The thymus gland is located behind the breastbone and is responsible for the maturation of T-cells to fight infections. The four parathyroid glands are located adjacent to the thyroid gland in the neck and regulate calcium in the blood through the production of parathyroid hormone.
What are the features of DiGeorge syndrome?
The following are the most common features of DiGeorge syndrome. However, not every child will have every feature of the syndrome and the severity of the features will vary between children.
Features may include:
- Palatal abnormalities (such as cleft lip and/or palate)
- Feeding difficulties
- Conotruncal heart defects (e.g., tetralogy of Fallot, interrupted aortic arch, ventricular septal defects, vascular rings)

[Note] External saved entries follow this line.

#[tokio::test]
async fn phone_pass_over_http_notifies_only_the_applicant() {
    let mailer = RecordingMailer::default();
    let Some(state) = db_state(mailer.clone()).await else {
        eprintln!("DATABASE_URL not set, skipping");
        return;
    };
    let owner = Uuid::new_v4();
    let auth = bearer(&owner.to_string(), Some("hr"), 3600);
    let router = app(state.clone());

    let response = router
        .clone()
        .oneshot(
            Request::post("/api/hr/links")
                .header(header::AUTHORIZATION, &auth)
                .header(header::CONTENT_TYPE, "application/json")
                .body(Body::from(json!({ "duration_days": 3 }).to_string()))
                .unwrap(),
        )
        .await
        .unwrap();
    assert_eq!(response.status(), StatusCode::CREATED);
    let link: JsonValue =
        serde_json::from_slice(&to_bytes(response.into_body(), usize::MAX).await.unwrap()).unwrap();
    let token = link["token"].as_str().unwrap().to_string();
    assert!(link["url"].as_str().unwrap().ends_with(&format!("/apply/{}", token)));

    let response = router
        .clone()
        .oneshot(
            Request::post(format!("/api/apply/{}", token))
                .header(header::CONTENT_TYPE, "application/json")
                .body(Body::from(
                    json!({
                        "full_name": "Jane Doe",
                        "email": "jane@example.com",
                        "phone_number": "+992900000000",
                        "cover_letter": "Hello",
                    })
                    .to_string(),
                ))
                .unwrap(),
        )
        .await
        .unwrap();
    assert_eq!(response.status(), StatusCode::CREATED);
    let submitted: JsonValue =
        serde_json::from_slice(&to_bytes(response.into_body(), usize::MAX).await.unwrap()).unwrap();
    let application_id = submitted["id"].as_str().unwrap().to_string();

    let response = router
        .clone()
        .oneshot(
            Request::get(format!("/api/apply/{}", token))
                .body(Body::empty())
                .unwrap(),
        )
        .await
        .unwrap();
    assert_eq!(response.status(), StatusCode::CONFLICT);

    let before = mailer.messages().len();
    let response = router
        .oneshot(
            Request::patch(format!("/api/hr/applications/{}", application_id))
                .header(header::AUTHORIZATION, &auth)
                .header(header::CONTENT_TYPE, "application/json")
                .body(Body::from(json!({ "phone_status": "passed" }).to_string()))
                .unwrap(),
        )
        .await
        .unwrap();
    assert_eq!(response.status(), StatusCode::OK);
    let body: JsonValue =
        serde_json::from_slice(&to_bytes(response.into_body(), usize::MAX).await.unwrap()).unwrap();

    assert_eq!(body["application"]["application"]["current_stage_number"], 2);
    assert_eq!(body["notifications"]["sent"].as_array().unwrap().len(), 1);
    assert_eq!(body["notifications"]["sent"][0]["audience"], "applicant");

    let sent = mailer.messages();
    assert_eq!(sent.len() - before, 1);
    assert_eq!(sent.last().unwrap().recipients, vec!["jane@example.com".to_string()]);
}

#[tokio::test]
async fn link_state_is_checked_before_the_form() {
    let Some(state) = db_state(RecordingMailer::default()).await else {
        eprintln!("DATABASE_URL not set, skipping");
        return;
    };
    let owner = Uuid::new_v4();
    let t0 = Utc.with_ymd_and_hms(2026, 10, 19, 9, 0, 0).unwrap();
    let link = state.link_service.create(owner, None, Some(1), t0).await.unwrap();

    let blank = || ApplicationFormPayload {
        full_name: "   ".into(),
        email: "jane@example.com".into(),
        phone_number: "  ".into(),
        cover_letter: "     ".into(),
    };

    let expired = state
        .link_service
        .redeem(link.token, blank(), t0 + Duration::days(2))
        .await;
    assert!(matches!(expired, Err(Error::LinkExpired)));

    let invalid = state.link_service.redeem(link.token, blank(), t0).await;
    assert!(matches!(invalid, Err(Error::Validation(_))));
    assert_eq!(application_count(&state, link.id).await, 0);

    let application = state
        .link_service
        .redeem(link.token, form("Jane Doe"), t0)
        .await
        .unwrap();
    assert_eq!(application.statuses, StageStatuses::default());
    assert_eq!(application.overall_status, OverallStatus::Review);

    let used = state.link_service.redeem(link.token, blank(), t0).await;
    assert!(matches!(used, Err(Error::LinkAlreadyUsed)));
}

#[tokio::test]
async fn huge_page_returns_an_empty_capped_page() {
    let Some(state) = db_state(RecordingMailer::default()).await else {
        eprintln!("DATABASE_URL not set, skipping");
        return;
    };
    let auth = bearer(&Uuid::new_v4().to_string(), Some("hr"), 3600);
    for path in ["/api/hr/applications", "/api/hr/jobs", "/api/hr/submissions"] {
        let response = app(state.clone())
            .oneshot(
                Request::get(format!("{}?page={}&per_page=100", path, i64::MAX))
                    .header(header::AUTHORIZATION, &auth)
                    .body(Body::empty())
                    .unwrap(),
            )
            .await
            .unwrap();
        assert_eq!(response.status(), StatusCode::OK, "{}", path);
        let body: JsonValue =
            serde_json::from_slice(&to_bytes(response.into_body(), usize::MAX).await.unwrap())
                .unwrap();
        assert_eq!(body["page"], MAX_PAGE, "{}", path);
        assert!(body["items"].as_array().unwrap().is_empty(), "{}", path);
    }
}

fn cv_upload(department: &str) -> Vec<u8> {
    multipart_body(
        &[
            ("applicant_name", "Jane Doe"),
            ("applicant_email", "jane@example.com"),
            ("department", department),
        ],
        Some(("Jane Doe CV.pdf", "application/pdf", b"%PDF-1.7 resume")),
    )
}

#[tokio::test]
async fn cv_upload_for_a_job_is_stored_and_acknowledged() {
    let mailer = RecordingMailer::default();
    let Some(state) = db_state(mailer.clone()).await else {
        eprintln!("DATABASE_URL not set, skipping");
        return;
    };
    let owner = Uuid::new_v4();
    let job_id = seed_job(&state, owner).await;
    let router = app(state.clone());

    let response = router
        .clone()
        .oneshot(
            Request::post(format!("/api/public/jobs/{}/cv", job_id))
                .header(header::CONTENT_TYPE, multipart_content_type())
                .body(Body::from(cv_upload("  human RESOURCES ")))
                .unwrap(),
        )
        .await
        .unwrap();
    assert_eq!(response.status(), StatusCode::CREATED);
    let body: JsonValue =
        serde_json::from_slice(&to_bytes(response.into_body(), usize::MAX).await.unwrap()).unwrap();
    assert_eq!(body["job_title"], "Backend Engineer");
    let id: Uuid = body["id"].as_str().unwrap().parse().unwrap();

    let stored = state.cv_service.get_visible(owner, id).await.unwrap();
    assert_eq!(stored.department, "Human Resources");
    assert_eq!(stored.cv_content_type, "application/pdf");
    assert_eq!(
        state.storage.open(&stored.cv_path).await.unwrap(),
        b"%PDF-1.7 resume"
    );

    let sent = mailer.messages();
    assert_eq!(sent.len(), 1);
    assert_eq!(sent[0].subject, "New CV Submission for Backend Engineer");
    assert_eq!(
        sent[0].recipients,
        vec!["hr@example.com".to_string(), "jane@example.com".to_string()]
    );
    let attachment = sent[0].attachment.as_ref().unwrap();
    assert_eq!(attachment.content_type, "application/pdf");
    assert_eq!(attachment.data, b"%PDF-1.7 resume");

    state.job_service.toggle_active(owner, job_id).await.unwrap();
    let response = router
        .oneshot(
            Request::post(format!("/api/public/jobs/{}/cv", job_id))
                .header(header::CONTENT_TYPE, multipart_content_type())
                .body(Body::from(cv_upload("it")))
                .unwrap(),
        )
        .await
        .unwrap();
    assert_eq!(response.status(), StatusCode::NOT_FOUND);
    assert_eq!(mailer.messages().len(), 1);
}

#[tokio::test]
async fn general_cv_upload_normalizes_the_department() {
    let mailer = RecordingMailer::default();
    let Some(state) = db_state(mailer.clone()).await else {
        eprintln!("DATABASE_URL not set, skipping");
        return;
    };
    let response = app(state.clone())
        .oneshot(
            Request::post("/api/public/cv")
                .header(header::CONTENT_TYPE, multipart_content_type())
                .body(Body::from(cv_upload("iT")))
                .unwrap(),
        )
        .await
        .unwrap();
    assert_eq!(response.status(), StatusCode::CREATED);
    let body: JsonValue =
        serde_json::from_slice(&to_bytes(response.into_body(), usize::MAX).await.unwrap()).unwrap();
    assert_eq!(body["job_title"], "General Application");
    let id: Uuid = body["id"].as_str().unwrap().parse().unwrap();

    let department: String = sqlx::query_scalar("SELECT department FROM cv_submissions WHERE id = $1")
        .bind(id)
        .fetch_one(&state.pool)
        .await
        .unwrap();
    assert_eq!(department, "IT");
    assert_eq!(
        mailer.messages()[0].subject,
        "New CV Submission for General Application"
    );
}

- Hearing loss or abnormal ear exams
- Genitourinary anomalies (absent or malformed kidney)
- Hypocalcemia (low blood calcium levels)
- Microcephaly (small head)
- Mental retardation (usually borderline to mild)

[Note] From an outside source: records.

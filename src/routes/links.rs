use axum::{
    extract::State,
    http::StatusCode,
    response::{IntoResponse, Json},
    Extension,
};
use validator::Validate;

use crate::{
    dto::link_dto::{CreateLinkPayload, LinkResponse},
    error::Result,
    middleware::auth::HrIdentity,
    utils::time::now,
    AppState,
};

#[utoipa::path(
    post,
    path = "/api/hr/links",
    request_body = CreateLinkPayload,
    responses(
        (status = 201, description = "Link issued", body = LinkResponse),
        (status = 400, description = "Invalid duration"),
        (status = 404, description = "Job not found")
    )
)]
pub async fn create_link(
    State(state): State<AppState>,
    Extension(hr): Extension<HrIdentity>,
    Json(payload): Json<CreateLinkPayload>,
) -> Result<impl IntoResponse> {
    payload.validate()?;
    let issued_at = now();
    let link = state
        .link_service
        .create(hr.user_id, payload.job_id, payload.duration_days, issued_at)
        .await?;
    Ok((
        StatusCode::CREATED,
        Json(LinkResponse::new(link, &state.config.public_base_url, issued_at)),
    ))
}

#[utoipa::path(
    get,
    path = "/api/hr/links",
    responses(
        (status = 200, description = "Links issued by the caller", body = [LinkResponse])
    )
)]
pub async fn list_links(
    State(state): State<AppState>,
    Extension(hr): Extension<HrIdentity>,
) -> Result<impl IntoResponse> {
    let at = now();
    let links = state.link_service.list(hr.user_id).await?;
    let items: Vec<LinkResponse> = links
        .into_iter()
        .map(|link| LinkResponse::new(link, &state.config.public_base_url, at))
        .collect();
    Ok(Json(items))
}
use axum::{
    extract::{Multipart, Path, Query, State},
    http::{header, StatusCode},
    response::{IntoResponse, Json},
    Extension,
};
use bytes::Bytes;
use uuid::Uuid;
use validator::Validate;

use crate::{
    dto::cv_dto::{
        CvSubmissionForm, CvSubmittedResponse, SubmissionListQuery, SubmissionListResponse,
        SubmissionResponse,
    },
    error::{Error, Result},
    middleware::auth::HrIdentity,
    services::{cv_service::NewCvSubmission, mail_service::MailAttachment},
    AppState,
};

struct CvUpload {
    form: CvSubmissionForm,
    filename: String,
    data: Bytes,
}

async fn read_cv_upload(mut multipart: Multipart) -> Result<CvUpload> {
    let mut form = CvSubmissionForm::default();
    let mut file: Option<(String, Bytes)> = None;

    while let Some(field) = multipart.next_field().await? {
        let name = field.name().unwrap_or_default().to_string();
        match name.as_str() {
            "applicant_name" => form.applicant_name = field.text().await?.trim().to_string(),
            "applicant_email" => form.applicant_email = field.text().await?.trim().to_string(),
            "department" => form.department = field.text().await?.trim().to_string(),
            "cv_file" => {
                let filename = field.file_name().unwrap_or("cv").to_string();
                let data = field.bytes().await?;
                file = Some((filename, data));
            }
            _ => {}
        }
    }

    form.validate()?;
    let (filename, data) =
        file.ok_or_else(|| Error::BadRequest("cv_file is required".into()))?;
    Ok(CvUpload {
        form,
        filename,
        data,
    })
}

async fn accept_cv(
    state: &AppState,
    job_id: Option<Uuid>,
    upload: CvUpload,
) -> Result<(StatusCode, Json<CvSubmittedResponse>)> {
    if let Some(job_id) = job_id {
        state.job_service.get_active(job_id).await?;
    }

    let stored = state.storage.save(&upload.filename, &upload.data).await?;
    let stored_path = stored.path.clone();
    let submission = match state
        .cv_service
        .create(NewCvSubmission {
            job_id,
            applicant_name: upload.form.applicant_name,
            applicant_email: upload.form.applicant_email,
            department: upload.form.department,
            file: stored,
        })
        .await
    {
        Ok(submission) => submission,
        Err(err) => {
            state.storage.discard(&stored_path).await;
            return Err(err);
        }
    };

    let attachment = MailAttachment {
        filename: submission.cv_filename.clone(),
        content_type: submission.cv_content_type.clone(),
        data: upload.data.to_vec(),
    };
    state
        .notification_service
        .notify_cv_submitted(&submission, Some(attachment))
        .await;

    Ok((StatusCode::CREATED, Json(CvSubmittedResponse::from(&submission))))
}

#[utoipa::path(
    post,
    path = "/api/public/jobs/{id}/cv",
    params(("id" = Uuid, Path, description = "Job ID")),
    responses(
        (status = 201, description = "CV received", body = CvSubmittedResponse),
        (status = 400, description = "Invalid form or file"),
        (status = 404, description = "Job not found or inactive")
    )
)]
pub async fn submit_job_cv(
    State(state): State<AppState>,
    Path(job_id): Path<Uuid>,
    multipart: Multipart,
) -> Result<impl IntoResponse> {
    let upload = read_cv_upload(multipart).await?;
    accept_cv(&state, Some(job_id), upload).await
}

#[utoipa::path(
    post,
    path = "/api/public/cv",
    responses(
        (status = 201, description = "CV received", body = CvSubmittedResponse),
        (status = 400, description = "Invalid form or file")
    )
)]
pub async fn submit_general_cv(
    State(state): State<AppState>,
    multipart: Multipart,
) -> Result<impl IntoResponse> {
    let upload = read_cv_upload(multipart).await?;
    accept_cv(&state, None, upload).await
}

#[utoipa::path(
    get,
    path = "/api/hr/submissions",
    params(
        ("page" = Option<i64>, Query, description = "Page number"),
        ("per_page" = Option<i64>, Query, description = "Items per page"),
        ("job_id" = Option<Uuid>, Query, description = "Filter by job"),
        ("department" = Option<String>, Query, description = "Filter by department"),
        ("is_viewed" = Option<bool>, Query, description = "Filter by viewed flag"),
        ("search" = Option<String>, Query, description = "Search applicant name and email")
    ),
    responses(
        (status = 200, description = "Submissions visible to the caller", body = SubmissionListResponse)
    )
)]
pub async fn list_submissions(
    State(state): State<AppState>,
    Extension(hr): Extension<HrIdentity>,
    Query(query): Query<SubmissionListQuery>,
) -> Result<impl IntoResponse> {
    let result = state.cv_service.list(hr.user_id, query).await?;
    Ok(Json(SubmissionListResponse::from(result)))
}

#[utoipa::path(
    get,
    path = "/api/hr/jobs/{id}/submissions",
    params(
        ("id" = Uuid, Path, description = "Job ID"),
        ("page" = Option<i64>, Query, description = "Page number"),
        ("per_page" = Option<i64>, Query, description = "Items per page"),
        ("is_viewed" = Option<bool>, Query, description = "Filter by viewed flag"),
        ("search" = Option<String>, Query, description = "Search applicant name and email")
    ),
    responses(
        (status = 200, description = "Submissions for the job", body = SubmissionListResponse),
        (status = 404, description = "Job not found")
    )
)]
pub async fn list_job_submissions(
    State(state): State<AppState>,
    Extension(hr): Extension<HrIdentity>,
    Path(job_id): Path<Uuid>,
    Query(mut query): Query<SubmissionListQuery>,
) -> Result<impl IntoResponse> {
    state.job_service.get_owned(hr.user_id, job_id).await?;
    query.job_id = Some(job_id);
    let result = state.cv_service.list(hr.user_id, query).await?;
    Ok(Json(SubmissionListResponse::from(result)))
}

#[utoipa::path(
    post,
    path = "/api/hr/submissions/{id}/viewed",
    params(("id" = Uuid, Path, description = "Submission ID")),
    responses(
        (status = 200, description = "Submission marked viewed", body = SubmissionResponse),
        (status = 404, description = "Submission not found")
    )
)]
pub async fn mark_submission_viewed(
    State(state): State<AppState>,
    Extension(hr): Extension<HrIdentity>,
    Path(id): Path<Uuid>,
) -> Result<impl IntoResponse> {
    let submission = state.cv_service.mark_viewed(hr.user_id, id).await?;
    Ok(Json(SubmissionResponse::from(submission)))
}

#[utoipa::path(
    get,
    path = "/api/hr/submissions/{id}/cv",
    params(("id" = Uuid, Path, description = "Submission ID")),
    responses(
        (status = 200, description = "The uploaded CV file"),
        (status = 404, description = "Submission or file not found")
    )
)]
pub async fn download_submission_cv(
    State(state): State<AppState>,
    Extension(hr): Extension<HrIdentity>,
    Path(id): Path<Uuid>,
) -> Result<impl IntoResponse> {
    let submission = state.cv_service.get_visible(hr.user_id, id).await?;
    let data = state.storage.open(&submission.cv_path).await?;

    let ascii_name: String = submission
        .cv_filename
        .chars()
        .map(|c| if c.is_ascii() && c != '"' { c } else { '_' })
        .collect();
    let headers = [
        (header::CONTENT_TYPE, submission.cv_content_type),
        (
            header::CONTENT_DISPOSITION,
            format!("attachment; filename=\"{}\"", ascii_name),
        ),
    ];
    Ok((headers, data))
}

- IQs are generally in the 70 to 90 range
- Psychiatric disorders in adults (e.g., schizophrenia, bipolar disorder)
- Severe immunologic dysfunction (an immune system which does not work properly due to abnormal T-cells, causing frequent infections)
Facial features of children with DiGeorge syndrome may include the following:
- Small ears with squared upper ear
- Hooded eyelids
- Cleft lip and/or palate
- Asymmetric crying facies
- Small mouth, chin, and side areas of the nose tip
What Causes DiGeorge Syndrome?
DiGeorge syndrome is caused by a large deletion from chromosome 22. The deletion is a result of an an error in recombination at meiosis. Several genes from chromosome 22 are not present in DiGeorge syndrome patients.
Symptoms of DiGeorge Syndrome
The symptoms of DiGeorge syndrome vary greatly between individuals. Researches believe that the variation in the symptoms is related to the amount of genetic material lost in the chromosomal deletion. The more genetic material is lost, the greater the amount of symptoms.
Some common symptoms of DiGeorge syndrome are:
- Speech impairments
- Immune deficiency
- Learning disabilities
- Recurrent infections
- Underdeveloped thymus gland
- Lack of T-cells
- Congenital heart disease
- Heart murmur
- Heart failure
- Underdeveloped parathyroid glands
- Underdeveloped chin
- Downward slanting eyes
Treatment Options for DiGeorge Syndrome
The damaged chromosome cannot be repaired. Treatments are aimed to reduce symptoms and complications. Some common treatments are surgery for heart problems, and thymus cell transplants to restore the immune system.